Photograph of a waterfall along Fall Creek near Ithaca, New York.

Ithaca is Gorges: The Glacial Landscape of the Cayuga Lake Basin and Fall Creek

Snapshot: Introduction to the glacial history of the Ithaca area, including the evolution of Cayuga Lake, Fall Creek, and Ithaca Falls.


Topics covered on this page: Our changing landscape; Evidence of a glacial past; Evolution of Cayuga Lake and the Fall Creek Watershed; How old is Fall Creek Gorge?; Ithaca Falls.

Credit: Dr. Alexandra Moore, Paleontological Research Institution, Ithaca, NY

Updates: Page last updated January 20, 2022.

Image above: Hemlock Gorge on Fall Creek, near Beebe Lake on the Cornell University Campus. Photograph by Alexandra Moore.

Note: The story of the evolution of Fall Creek told below is also explained in this video by the author.


"Ithaca is Gorges | Fall Creek" by Paleontological Research Institution (YouTube).

Our changing landscape

We often think of our landscape as unchanging and “solid as a rock.”  But in the Finger Lakes region of New York, the landscape has undergone dramatic changes in the last 20,000 years due to the effects of glacial ice.


Satellite image showing New York's Finger Lakes region.

The Finger Lakes region of New York State. Image created by Jonathan R. Hendricks for PRI's Earth@Home project (CC BY-NC-SA 4.0 license). Base map from NASA Earth Observatory (public domain).


Glaciers sculpt the land surface both when the ice advances and when it retreats. The deep north-south-trending valleys now occupied by the Finger Lakes were scoured by advancing glacial ice. When the glaciers melted away, a lot of water was left behind, forming temporary lakes, fed by meltwater streams. As the ice retreated, the lakes followed the receding glacier, and the streams followed the lakes, carving Ithaca’s deeply-eroded gorges. While most streams don’t form gorges, many streams around the southern Finger Lakes do. How and why have the local streams carved these gorges here?

Two important processes control the behavior of rivers and streams. First, the amount of water, or discharge, of a stream is important. Rivers work much harder and alter the landscape much more when there is more water flow.


Two photographs showing the same waterfall during times of greater and lesser water flow. More water results in more erosion; less water results in less erosion.

Ithaca Falls, Ithaca, New York. Variations in water flow cause changes in the rate of erosion of the river channel. Photographs by Alexandra Moore.
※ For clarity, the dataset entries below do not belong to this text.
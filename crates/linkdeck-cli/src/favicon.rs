//! Favicon resolution
//!
//! Fetches a bookmark's page and extracts its favicon URL, plus the page
//! title as a fallback when the user didn't provide one.

use anyhow::Result;
use scraper::{Html, Selector};
use std::time::Duration;

use linkdeck_core::PLACEHOLDER_ICON;

/// Details extracted from a bookmark's page
#[derive(Debug, Clone)]
pub struct PageInfo {
    pub title: Option<String>,
    pub favicon: String,
}

impl Default for PageInfo {
    fn default() -> Self {
        Self {
            title: None,
            favicon: PLACEHOLDER_ICON.to_string(),
        }
    }
}

/// Fetch timeout in seconds
const FETCH_TIMEOUT: u64 = 10;

/// Fetch favicon and title for a URL (async)
///
/// Returns the placeholder icon on failure (graceful degradation).
pub async fn fetch_page_info(url: &str) -> PageInfo {
    if !url.starts_with("http") {
        return PageInfo::default();
    }

    fetch_page_info_inner(url).await.unwrap_or_default()
}

/// Inner fetch function that can fail
async fn fetch_page_info_inner(url: &str) -> Result<PageInfo> {
    let client = reqwest::Client::builder()
        .timeout(Duration::from_secs(FETCH_TIMEOUT))
        .user_agent("Mozilla/5.0 (compatible; linkdeck/1.0)")
        .build()?;

    let response = client.get(url).send().await?;

    if !response.status().is_success() {
        return Ok(PageInfo::default());
    }

    // Redirects may land on a different origin; icon hrefs resolve
    // against the final URL, not the requested one.
    let base = response.url().clone();
    let html = response.text().await?;

    Ok(parse_page_info(&html, &base))
}

/// Parse title and favicon from HTML content
fn parse_page_info(html: &str, base: &reqwest::Url) -> PageInfo {
    let document = Html::parse_document(html);

    PageInfo {
        title: extract_title(&document),
        favicon: extract_favicon(&document, base),
    }
}

/// Extract the page title
fn extract_title(document: &Html) -> Option<String> {
    let selector = Selector::parse("title").ok()?;
    document
        .select(&selector)
        .next()
        .map(|el| el.text().collect::<String>().trim().to_string())
        .filter(|s| !s.is_empty())
}

/// Extract the favicon URL, resolved to an absolute URL
///
/// Takes the first icon `<link>` in document order. Falls back to
/// /favicon.ico at the site root, then the bundled placeholder.
fn extract_favicon(document: &Html, base: &reqwest::Url) -> String {
    if let Some(href) = extract_icon_href(document) {
        if let Ok(resolved) = base.join(&href) {
            return resolved.to_string();
        }
    }

    if let Ok(fallback) = base.join("/favicon.ico") {
        return fallback.to_string();
    }

    PLACEHOLDER_ICON.to_string()
}

/// Find the first icon link href in the document
fn extract_icon_href(document: &Html) -> Option<String> {
    // rel is a space-separated token list; ~= matches "icon" inside
    // "shortcut icon" as well
    for selector_str in [r#"link[rel~="icon"]"#, r#"link[rel="apple-touch-icon"]"#] {
        let selector = Selector::parse(selector_str).ok()?;
        let href = document
            .select(&selector)
            .next()
            .and_then(|el| el.value().attr("href"))
            .map(|s| s.trim().to_string())
            .filter(|s| !s.is_empty());
        if href.is_some() {
            return href;
        }
    }

    None
}
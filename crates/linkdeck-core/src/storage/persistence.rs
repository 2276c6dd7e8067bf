//! Bookmarks snapshot persistence
//!
//! Handles saving and loading the bookmark groups to/from the filesystem as
//! a single JSON document (an array of groups, camelCase field names).
//! Uses atomic writes (write to temp file, then rename) to prevent
//! corruption.
//!
//! Storage location: `~/.local/share/linkdeck/bookmarks.json`
//! (configurable via `Config`)

use std::fs::{self, File};
use std::io::Write;
use std::path::Path;

use tracing::debug;

use crate::config::Config;
use crate::models::Group;
use crate::seed::seed_groups;
use crate::storage::error::{StorageError, StorageResult};

/// Persistence layer for the bookmarks snapshot
///
/// Provides atomic file operations for saving/loading the groups.
pub struct JsonPersistence {
    config: Config,
}

impl JsonPersistence {
    /// Create a new persistence handler with the given configuration
    pub fn new(config: Config) -> Self {
        Self { config }
    }

    /// Check if a snapshot exists on disk
    pub fn exists(&self) -> bool {
        self.config.bookmarks_path().exists()
    }

    /// Save the groups to disk using atomic write
    ///
    /// This writes to a temporary file first, then renames it to the target
    /// path, so the snapshot is never left in a partially-written state.
    pub fn save(&self, groups: &[Group]) -> StorageResult<()> {
        let path = self.config.bookmarks_path();

        let data = serde_json::to_vec_pretty(groups).map_err(|e| StorageError::InvalidSnapshot {
            path: path.clone(),
            details: e.to_string(),
        })?;

        atomic_write(&path, &data)?;
        debug!("Saved {} groups to {:?}", groups.len(), path);
        Ok(())
    }

    /// Load the groups from disk
    ///
    /// Returns `None` if the snapshot file doesn't exist.
    /// Returns an error if the file exists but can't be read or parsed.
    pub fn load(&self) -> StorageResult<Option<Vec<Group>>> {
        let path = self.config.bookmarks_path();

        if !path.exists() {
            return Ok(None);
        }

        let content = fs::read_to_string(&path).map_err(|e| StorageError::Read {
            path: path.clone(),
            source: e,
        })?;

        let groups: Vec<Group> =
            serde_json::from_str(&content).map_err(|e| StorageError::InvalidSnapshot {
                path: path.clone(),
                details: e.to_string(),
            })?;

        debug!("Loaded {} groups from {:?}", groups.len(), path);
        Ok(Some(groups))
    }

    /// Load the existing snapshot or fall back to the seed bookmarks
    ///
    /// On first run the seed groups are written to disk and returned, so the
    /// next load sees a real snapshot.
    pub fn load_or_seed(&self) -> StorageResult<Vec<Group>> {
        if let Some(groups) = self.load()? {
            return Ok(groups);
        }

        let groups = seed_groups();
        self.save(&groups)?;
        debug!("No snapshot found, wrote seed bookmarks");
        Ok(groups)
    }
}

/// Write data to a file atomically
///
/// 1. Write to a temporary file in the same directory
/// 2. Sync the file to disk
/// 3. Rename the temp file to the target path
///
/// This ensures the target file is never left in a partially-written state.
fn atomic_write(path: &Path, data: &[u8]) -> StorageResult<()> {
    // Ensure parent directory exists
    if let Some(parent) = path.parent() {
        fs::create_dir_all(parent).map_err(|e| StorageError::CreateDirectory {
            path: parent.to_path_buf(),
            source: e,
        })?;
    }

    // Temp file lives in the same directory so the rename stays atomic
    let temp_path = path.with_extension("tmp");

    let mut file =
        File::create(&temp_path).map_err(|e| StorageError::from_io(e, temp_path.clone()))?;

    file.write_all(data)
        .map_err(|e| StorageError::from_io(e, temp_path.clone()))?;

    // Sync to disk before rename
    file.sync_all()
        .map_err(|e| StorageError::from_io(e, temp_path.clone()))?;

    fs::rename(&temp_path, path).map_err(|e| StorageError::ReplaceFailed {
        from: temp_path.clone(),
        to: path.to_path_buf(),
        source: e,
    })?;

    Ok(())
}

#[cfg(test)]
mod tests {
    use super::*;
    use crate::models::{Bookmark, DEFAULT_GROUP_ID};
    use tempfile::TempDir;

    fn test_config(temp_dir: &TempDir) -> Config {
        Config {
            data_dir: temp_dir.path().to_path_buf(),
            fetch_favicons: false,
            log_file: None,
        }
    }

    fn sample_groups() -> Vec<Group> {
        let mut group = Group::with_id(DEFAULT_GROUP_ID, "Default");
        let mut bookmark = Bookmark::with_id("b1", "Example", "https://example.com");
        bookmark.group_id = DEFAULT_GROUP_ID.to_string();
        bookmark.edited_time = 1;
        group.bookmarks.push(bookmark);
        vec![group]
    }

    #[test]
    fn test_save_and_load() {
        let temp_dir = TempDir::new().unwrap();
        let persistence = JsonPersistence::new(test_config(&temp_dir));

        // Initially no snapshot
        assert!(!persistence.exists());
        assert!(persistence.load().unwrap().is_none());

        persistence.save(&sample_groups()).unwrap();
        assert!(persistence.exists());

        let loaded = persistence.load().unwrap().unwrap();
        assert_eq!(loaded.len(), 1);
        assert_eq!(loaded[0].id, DEFAULT_GROUP_ID);
        assert_eq!(loaded[0].bookmarks[0].url, "https://example.com");
    }

    #[test]
    fn test_snapshot_wire_format() {
        let temp_dir = TempDir::new().unwrap();
        let config = test_config(&temp_dir);
        let persistence = JsonPersistence::new(config.clone());

        persistence.save(&sample_groups()).unwrap();

        let raw = fs::read_to_string(config.bookmarks_path()).unwrap();
        assert!(raw.trim_start().starts_with('['));
        assert!(raw.contains("\"groupId\""));
        assert!(raw.contains("\"editedTime\""));
        assert!(!raw.contains("\"group_id\""));
    }

    #[test]
    fn test_load_preserves_order() {
        let temp_dir = TempDir::new().unwrap();
        let persistence = JsonPersistence::new(test_config(&temp_dir));

        let groups = crate::seed::seed_groups();
        persistence.save(&groups).unwrap();

        let loaded = persistence.load().unwrap().unwrap();
        assert_eq!(loaded, groups);
    }

    #[test]
    fn test_load_or_seed_new() {
        let temp_dir = TempDir::new().unwrap();
        let persistence = JsonPersistence::new(test_config(&temp_dir));

        let groups = persistence.load_or_seed().unwrap();
        assert_eq!(groups.len(), 2);
        assert_eq!(groups[0].id, DEFAULT_GROUP_ID);

        // Seed should have been written to disk
        assert!(persistence.exists());
        let reloaded = persistence.load().unwrap().unwrap();
        assert_eq!(reloaded, groups);
    }

    #[test]
    fn test_load_or_seed_existing() {
        let temp_dir = TempDir::new().unwrap();
        let persistence = JsonPersistence::new(test_config(&temp_dir));

        persistence.save(&sample_groups()).unwrap();

        // Existing snapshot wins over the seed
        let groups = persistence.load_or_seed().unwrap();
        assert_eq!(groups.len(), 1);
        assert_eq!(groups[0].bookmarks[0].id, "b1");
    }

    #[test]
    fn test_load_invalid_json() {
        let temp_dir = TempDir::new().unwrap();
        let config = test_config(&temp_dir);
        let persistence = JsonPersistence::new(config.clone());

        fs::write(config.bookmarks_path(), "not json").unwrap();

        let err = persistence.load().unwrap_err();
        assert!(matches!(err, StorageError::InvalidSnapshot { .. }));
    }

    #[test]
    fn test_atomic_write_creates_parent_dirs() {
        let temp_dir = TempDir::new().unwrap();
        let nested_path = temp_dir
            .path()
            .join("a")
            .join("b")
            .join("c")
            .join("file.txt");

        atomic_write(&nested_path, b"test data").unwrap();

        assert!(nested_path.exists());
        let content = fs::read_to_string(&nested_path).unwrap();
        assert_eq!(content, "test data");
    }

    #[test]
    fn test_atomic_write_leaves_no_temp_file() {
        let temp_dir = TempDir::new().unwrap();
        let path = temp_dir.path().join("bookmarks.json");

        atomic_write(&path, b"[]").unwrap();

        assert!(path.exists());
        assert!(!path.with_extension("tmp").exists());
    }
}
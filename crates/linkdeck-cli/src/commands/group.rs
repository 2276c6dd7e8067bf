//! Group command handlers

use anyhow::{bail, Context, Result};

use linkdeck_core::{Group, Store};

use crate::output::Output;
use crate::prompt;

/// Create a new group
pub fn create(store: &mut Store, title: String, output: &Output) -> Result<()> {
    let id = store.add_group(title).context("Failed to create group")?;

    output.success(&format!("Created group: {}", id));
    if let Some(group) = store.deck().group(&id) {
        output.print_group(group);
    }

    Ok(())
}

/// List all groups
pub fn list(store: &Store, output: &Output) -> Result<()> {
    output.print_groups(store.groups());
    Ok(())
}

/// Show a group and its bookmarks
pub fn show(store: &Store, id: String, output: &Output) -> Result<()> {
    let group_id = resolve_group_id(&id, store)?;

    let group = store
        .deck()
        .group(&group_id)
        .ok_or_else(|| anyhow::anyhow!("Group not found: {}", id))?;

    output.print_group(group);
    Ok(())
}

/// Rename a group
pub fn rename(store: &mut Store, id: String, title: String, output: &Output) -> Result<()> {
    let group_id = resolve_group_id(&id, store)?;

    store
        .edit_group_title(&group_id, title)
        .context("Failed to rename group")?;

    output.success(&format!("Renamed group: {}", group_id));
    if let Some(group) = store.deck().group(&group_id) {
        output.print_group(group);
    }

    Ok(())
}

/// Move a group to a new position in the deck
pub fn reorder(store: &mut Store, id: String, position: usize, output: &Output) -> Result<()> {
    let group_id = resolve_group_id(&id, store)?;

    let from = store
        .groups()
        .iter()
        .position(|g| g.id == group_id)
        .ok_or_else(|| anyhow::anyhow!("Group not found: {}", id))?;

    let moved = store
        .reorder_groups(from, position)
        .context("Failed to move group")?;

    if moved {
        output.success(&format!("Moved group {} to position {}", group_id, position));
    } else {
        output.message("Group is already at that position.");
    }

    Ok(())
}

/// Delete a group and all of its bookmarks
pub fn delete(store: &mut Store, id: String, output: &Output) -> Result<()> {
    let group_id = resolve_group_id(&id, store)?;

    let (title, count) = store
        .deck()
        .group(&group_id)
        .map(|g| (g.title.clone(), g.bookmarks.len()))
        .ok_or_else(|| anyhow::anyhow!("Group not found: {}", id))?;

    // Confirm deletion
    if output.should_prompt() {
        println!("Delete group: {} - {} ({} bookmarks)", group_id, title, count);
        if !prompt::confirm("Are you sure?")? {
            println!("Cancelled.");
            return Ok(());
        }
    }

    store
        .delete_group(&group_id)
        .context("Failed to delete group")?;

    output.success(&format!("Deleted group: {}", group_id));

    Ok(())
}

/// Resolve a group ID (supports exact match or prefix)
pub(crate) fn resolve_group_id(id: &str, store: &Store) -> Result<String> {
    // Exact match first; group ids are short and human-typed
    if store.deck().group(id).is_some() {
        return Ok(id.to_string());
    }

    let matches: Vec<&Group> = store
        .groups()
        .iter()
        .filter(|g| g.id.starts_with(id))
        .collect();

    match matches.len() {
        0 => bail!("No group found matching: {}", id),
        1 => Ok(matches[0].id.clone()),
        _ => {
            eprintln!("Multiple groups match '{}':", id);
            for group in &matches {
                eprintln!("  {} - {}", group.id, group.title);
            }
            bail!("Ambiguous ID. Please provide more characters.");
        }
    }
}
//! Drag-reorder engine
//!
//! Drives the three-phase grab/hover/drop gesture over the store. A session
//! exists only while a bookmark is held; hover moves mutate the
//! authoritative deck immediately so the UI renders live feedback, the drop
//! settles the final position within the hovered group, and cancelling rolls
//! back to the arrangement captured at grab time.

use anyhow::Result;
use tracing::debug;

use crate::models::Group;
use crate::store::Store;

/// State held while a bookmark is being dragged
#[derive(Debug, Clone)]
pub struct DragSession {
    /// Id of the bookmark being dragged
    pub bookmark_id: String,
    /// Group the bookmark was grabbed from
    pub source_group_id: String,
    /// Arrangement at grab time, restored on cancel
    snapshot: Vec<Group>,
}

/// Drag-and-drop coordinator
///
/// Holding `Option<DragSession>` is the whole state machine: `None` means no
/// drag is active, and every transition below degrades to a no-op when the
/// ids it is handed no longer resolve.
#[derive(Debug, Default)]
pub struct DragEngine {
    session: Option<DragSession>,
}

impl DragEngine {
    pub fn new() -> Self {
        Self::default()
    }

    /// The active session, if a bookmark is currently held
    pub fn session(&self) -> Option<&DragSession> {
        self.session.as_ref()
    }

    /// Whether a drag is in progress
    pub fn is_active(&self) -> bool {
        self.session.is_some()
    }

    /// Grab a bookmark, starting a drag session
    ///
    /// Nothing mutates yet; the session carries the grabbed id for the
    /// floating preview and a snapshot for rollback. An unknown id starts
    /// no session.
    pub fn start(&mut self, store: &Store, bookmark_id: &str) -> bool {
        let Some(group) = store.deck().owning_group(bookmark_id) else {
            debug!("Drag start ignored, no bookmark {}", bookmark_id);
            return false;
        };

        self.session = Some(DragSession {
            bookmark_id: bookmark_id.to_string(),
            source_group_id: group.id.clone(),
            snapshot: store.groups().to_vec(),
        });
        true
    }

    /// Hover the held bookmark over another bookmark or group
    ///
    /// When the hover target lives in a different group, the held bookmark
    /// moves to the end of that group right away. `over_id` may name a
    /// bookmark or an empty group's drop zone. Cross-group moves are
    /// suppressed while the view is scrolling, so reflow cannot feed the
    /// scroll that caused it. Returns whether the deck changed.
    pub fn over(&mut self, store: &mut Store, over_id: &str, scrolling: bool) -> Result<bool> {
        let Some(session) = &self.session else {
            return Ok(false);
        };
        let active_id = session.bookmark_id.clone();

        if active_id == over_id {
            return Ok(false);
        }

        let deck = store.deck();
        let Some(active_container) = deck.owning_group(&active_id).map(|g| g.id.clone()) else {
            return Ok(false);
        };
        let Some(over_container) = deck
            .owning_group(over_id)
            .or_else(|| deck.group(over_id))
            .map(|g| g.id.clone())
        else {
            return Ok(false);
        };

        if active_container == over_container {
            return Ok(false);
        }

        if scrolling {
            debug!("Drag over suppressed while scrolling");
            return Ok(false);
        }

        debug!(
            "Drag over: moving {} from {} to {}",
            active_id, active_container, over_container
        );
        store.move_bookmark_between_groups(&active_id, &active_container, &over_container, None)
    }

    /// Drop the held bookmark, settling its position
    ///
    /// Both the held bookmark and `over_id` must resolve inside the same
    /// group (the one the bookmark currently sits in after any hover moves);
    /// otherwise the drop changes nothing. The session ends either way.
    pub fn end(&mut self, store: &mut Store, over_id: &str) -> Result<bool> {
        let Some(session) = self.session.take() else {
            return Ok(false);
        };
        let active_id = session.bookmark_id;

        let Some((container_id, from, to)) = resolve_drop(store, &active_id, over_id) else {
            return Ok(false);
        };

        debug!(
            "Drag end: reordering {} from {} to {} in {}",
            active_id, from, to, container_id
        );
        store.reorder_within_group(&container_id, from, to)
    }

    /// Abort the drag, restoring the arrangement captured at grab time
    pub fn cancel(&mut self, store: &mut Store) -> Result<bool> {
        let Some(session) = self.session.take() else {
            return Ok(false);
        };

        if store.groups() == session.snapshot.as_slice() {
            return Ok(false);
        }

        debug!("Drag cancelled, rolling back {}", session.bookmark_id);
        store.restore_groups(session.snapshot)?;
        Ok(true)
    }
}

/// Resolve a drop into (container, from index, to index)
///
/// Returns `None` when the held bookmark is gone or `over_id` does not
/// resolve to a position in the same group.
fn resolve_drop(store: &Store, active_id: &str, over_id: &str) -> Option<(String, usize, usize)> {
    let container = store.deck().owning_group(active_id)?;
    let from = container.position_of(active_id)?;
    let to = container.position_of(over_id)?;
    Some((container.id.clone(), from, to))
}

#[cfg(test)]
mod tests {
    use super::*;
    use crate::config::Config;
    use crate::models::DEFAULT_GROUP_ID;
    use tempfile::TempDir;

    fn test_store(temp_dir: &TempDir) -> Store {
        let config = Config {
            data_dir: temp_dir.path().to_path_buf(),
            fetch_favicons: false,
            log_file: None,
        };
        Store::open_with_config(config).unwrap()
    }

    fn order(store: &Store, group_id: &str) -> Vec<String> {
        store
            .deck()
            .group(group_id)
            .unwrap()
            .bookmarks
            .iter()
            .map(|b| b.id.clone())
            .collect()
    }

    #[test]
    fn test_start_records_source_group() {
        let temp_dir = TempDir::new().unwrap();
        let store = test_store(&temp_dir);
        let mut engine = DragEngine::new();

        assert!(engine.start(&store, "kaosc-4"));
        let session = engine.session().unwrap();
        assert_eq!(session.bookmark_id, "kaosc-4");
        assert_eq!(session.source_group_id, "kaosc-groupId");
    }

    #[test]
    fn test_start_unknown_id_is_silent() {
        let temp_dir = TempDir::new().unwrap();
        let store = test_store(&temp_dir);
        let mut engine = DragEngine::new();

        assert!(!engine.start(&store, "ghost"));
        assert!(!engine.is_active());
    }

    #[test]
    fn test_drag_across_groups_and_drop_at_index() {
        let temp_dir = TempDir::new().unwrap();
        let mut store = test_store(&temp_dir);
        let mut engine = DragEngine::new();

        engine.start(&store, "default-3");
        // Hovering a bookmark of the other group appends the held one there
        assert!(engine.over(&mut store, "kaosc-1", false).unwrap());
        assert_eq!(
            order(&store, "kaosc-groupId"),
            vec!["kaosc-1", "kaosc-2", "kaosc-3", "kaosc-4", "kaosc-5", "kaosc-6", "kaosc-7", "default-3"]
        );

        // Dropping over the bookmark at index 2 settles it there
        assert!(engine.end(&mut store, "kaosc-3").unwrap());
        assert!(!engine.is_active());

        assert!(!store.deck().group(DEFAULT_GROUP_ID).unwrap().contains("default-3"));
        let target = store.deck().group("kaosc-groupId").unwrap();
        assert_eq!(target.position_of("default-3"), Some(2));
        assert_eq!(target.bookmarks[2].group_id, "kaosc-groupId");
    }

    #[test]
    fn test_drag_within_group_reorders() {
        let temp_dir = TempDir::new().unwrap();
        let mut store = test_store(&temp_dir);
        let mut engine = DragEngine::new();

        engine.start(&store, "default-0");
        // Same container, so hovering moves nothing
        assert!(!engine.over(&mut store, "default-2", false).unwrap());

        assert!(engine.end(&mut store, "default-2").unwrap());
        assert_eq!(
            order(&store, DEFAULT_GROUP_ID)[..4],
            ["default-1", "default-2", "default-0", "default-3"]
        );
    }

    #[test]
    fn test_over_self_is_noop() {
        let temp_dir = TempDir::new().unwrap();
        let mut store = test_store(&temp_dir);
        let mut engine = DragEngine::new();

        engine.start(&store, "default-3");
        assert!(!engine.over(&mut store, "default-3", false).unwrap());
        assert_eq!(order(&store, DEFAULT_GROUP_ID).len(), 9);
    }

    #[test]
    fn test_over_unknown_target_is_noop() {
        let temp_dir = TempDir::new().unwrap();
        let mut store = test_store(&temp_dir);
        let mut engine = DragEngine::new();

        engine.start(&store, "default-3");
        let before = store.groups().to_vec();
        assert!(!engine.over(&mut store, "ghost", false).unwrap());
        assert_eq!(store.groups(), before.as_slice());
    }

    #[test]
    fn test_over_while_scrolling_is_suppressed() {
        let temp_dir = TempDir::new().unwrap();
        let mut store = test_store(&temp_dir);
        let mut engine = DragEngine::new();

        engine.start(&store, "default-3");
        let before = store.groups().to_vec();
        assert!(!engine.over(&mut store, "kaosc-1", true).unwrap());
        assert_eq!(store.groups(), before.as_slice());

        // Same gesture works once scrolling stops
        assert!(engine.over(&mut store, "kaosc-1", false).unwrap());
    }

    #[test]
    fn test_over_empty_group_drop_zone() {
        let temp_dir = TempDir::new().unwrap();
        let mut store = test_store(&temp_dir);
        let empty_id = store.add_group("Empty").unwrap();
        let mut engine = DragEngine::new();

        engine.start(&store, "default-3");
        assert!(engine.over(&mut store, &empty_id, false).unwrap());

        let group = store.deck().group(&empty_id).unwrap();
        assert_eq!(group.bookmarks.len(), 1);
        assert_eq!(group.bookmarks[0].id, "default-3");
        assert_eq!(group.bookmarks[0].group_id, empty_id);
    }

    #[test]
    fn test_over_without_session_is_noop() {
        let temp_dir = TempDir::new().unwrap();
        let mut store = test_store(&temp_dir);
        let mut engine = DragEngine::new();

        assert!(!engine.over(&mut store, "kaosc-1", false).unwrap());
        assert!(!engine.end(&mut store, "kaosc-1").unwrap());
    }

    #[test]
    fn test_end_with_target_in_other_group_keeps_hover_result() {
        let temp_dir = TempDir::new().unwrap();
        let mut store = test_store(&temp_dir);
        let mut engine = DragEngine::new();

        engine.start(&store, "default-3");
        engine.over(&mut store, "kaosc-1", false).unwrap();

        // Drop target resolves in the old group, not the current one
        assert!(!engine.end(&mut store, "default-1").unwrap());
        assert!(!engine.is_active());

        // The hover move stands
        let target = store.deck().group("kaosc-groupId").unwrap();
        assert_eq!(target.position_of("default-3"), Some(7));
    }

    #[test]
    fn test_drag_result_persists() {
        let temp_dir = TempDir::new().unwrap();
        let config;
        {
            let mut store = test_store(&temp_dir);
            config = store.config().clone();
            let mut engine = DragEngine::new();
            engine.start(&store, "default-3");
            engine.over(&mut store, "kaosc-1", false).unwrap();
            engine.end(&mut store, "kaosc-3").unwrap();
        }

        let reopened = Store::open_with_config(config).unwrap();
        let target = reopened.deck().group("kaosc-groupId").unwrap();
        assert_eq!(target.position_of("default-3"), Some(2));
    }

    #[test]
    fn test_cancel_rolls_back_hover_moves() {
        let temp_dir = TempDir::new().unwrap();
        let mut store = test_store(&temp_dir);
        let mut engine = DragEngine::new();

        let before = store.groups().to_vec();
        engine.start(&store, "default-3");
        engine.over(&mut store, "kaosc-1", false).unwrap();
        assert_ne!(store.groups(), before.as_slice());

        assert!(engine.cancel(&mut store).unwrap());
        assert!(!engine.is_active());
        assert_eq!(store.groups(), before.as_slice());
    }

    #[test]
    fn test_cancel_without_moves_changes_nothing() {
        let temp_dir = TempDir::new().unwrap();
        let mut store = test_store(&temp_dir);
        let mut engine = DragEngine::new();

        engine.start(&store, "default-3");
        assert!(!engine.cancel(&mut store).unwrap());
        assert!(!engine.is_active());
    }
}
Second, the slope of the stream is important. One way to alter the slope is to change the location of the endpoint of the river, which is where it enters into a larger body of water. This is typically the ocean or a large lake. The elevation of this endpoint is called the base level of the stream, and it sets the behavior of the entire watershed. For example, a stream that flows into a lake basin with a very high water level has a low gradient because the elevation drop over the length of the stream is small. However, if the lake level were to quickly fall to a lower position, then the stream gradient would be very steep. The large vertical drop gives the water a lot of potential energy, and a lot of stream power to erode down to the new lake level. A melting glacier can do a lot to change the elevation of a lake and the base level of a stream that flows into it. The landscapes of the Finger Lakes region of New York reveal abundant evidence of past glaciation.

Evidence of a glacial past

Advancing glaciers carve valleys with steep sides and flat floors. The Cayuga Basin and other nearby U-shaped valleys are classic glacial landforms. The exotic rocks scoured by glaciers and dropped hundreds of miles away are also evidence of glacial movement. And in the Fall Creek watershed it is the creek itself that documents the glacial history of the region.

In Fall Creek one of the first clues to the presence of glaciers is the appearance of the rocks that we find when we look in the creek bed. The local bedrock is sandstone and shale, derived from sand and mud deposited on the floor of a shallow sea during the Devonian Period, about 380 million years ago. It is flat and layered and dark gray in color, and it carries abundant evidence of its marine origin in the ripple marks formed by the movement of submarine currents, and in the fossils of marine organisms that we find. But, there are other rocks nearby that are quite different. They are rounded, colorful, and some have unusual minerals that we donʻt see in the bedrock, So, these rocks are definitely not derived locally.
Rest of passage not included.